With that lesson in mind, it truly does bother me when I cannot accept even the smallest token of appreciation from our residents. However, I work in an industry with vulnerable people, where the balance of “power” is uneven. The residents depend on the staff to take care of their needs; they are at a disadvantage because the staff have an ability to control situations that the residents cannot. Working so close day after day, it is inevitable that we form bonds but it is important that these relationships remain therapeutic and at arms-length.

What it comes down to, I think, is where do you draw the line. Say a resident attendant was to accept a gift, would that resident not subconsciously expect some form of special treatment? And when the resident received special treatment, would they not assume it was offered because of the gift? Say the housekeeper was in a resident’s suite and admired a small figurine on their shelf, which the resident in turn offered as a gift of gratitude for her services, who would they turn to when a pair of diamond earrings are misplaced? Say the resident suffers from dementia and gives away something that was important to a family member, say that family member presses charges or goes to the media or simply tells their friends that this happened, what kind of reputation would the residence have then?

As I explain when the situation arises, because it did yesterday when a lady I printed a travel itinerary for offered me a souvenir from her travels, I do these favours because I want to help, not because I want a reward. I’m already paid for being there and, when you get down to the nitty-gritty, I am there because I am paid, as is everyone else. In fact, in a roundabout way, the resident is the one paying me so I’m already rewarded for the things I do.

Most important to me personally is that I have to practice what I preach. I cannot accept a keychain one minute and then reprimand someone for accepting a scarf or a mug; I cannot receive a gift from one resident after telling another resident that it is improper to give the staff gifts. As a manager, I am aware that some residents slip small tips to their favourite staff members from time to time, but my zero-tolerance stance aids in minimizing these offerings.
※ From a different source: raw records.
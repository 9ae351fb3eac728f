//! Environment-driven configuration, read once at first use.

use std::env;
use std::fmt::Debug;
use std::str::FromStr;
use std::sync::LazyLock;

/// Reads `name` from the environment, falling back to `default` when the
/// variable is absent, not unicode, or does not parse.
pub fn env_config<T>(name: &str, default: T) -> T
where
    T: Debug + FromStr,
    T::Err: Debug,
{
    let Ok(raw) = env::var(name) else {
        return default;
    };
    match raw.parse::<T>() {
        Ok(value) => {
            tracing::info!("{name}={value:?} (from environment)");
            value
        },
        Err(e) => {
            tracing::warn!("ignoring unparseable {name}={raw:?} ({e:?}), using {default:?}");
            default
        },
    }
}

/// Retain the temporary file of a failed safe-file write for post-mortem.
/// Off by default; also overridable per stream at construction time.
pub static KEEP_BAD_TEMP_FILE: LazyLock<bool> =
    LazyLock::new(|| env_config("SAFE_FILE_KEEP_BAD_TEMP", false));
Don’t get me wrong, I really wanted that super-cute keychain and I understand giving delights the giver as much as the receiver, but the rule was developed to protect us both and we must respect that.

P.S. If you want to do something nice for an employee who went above and beyond for you, drop a note in the comments box or write a letter for their file. Also, gifts that are inclusive to all staff are a great idea, too… it’s always nice to get a bonus from the boss!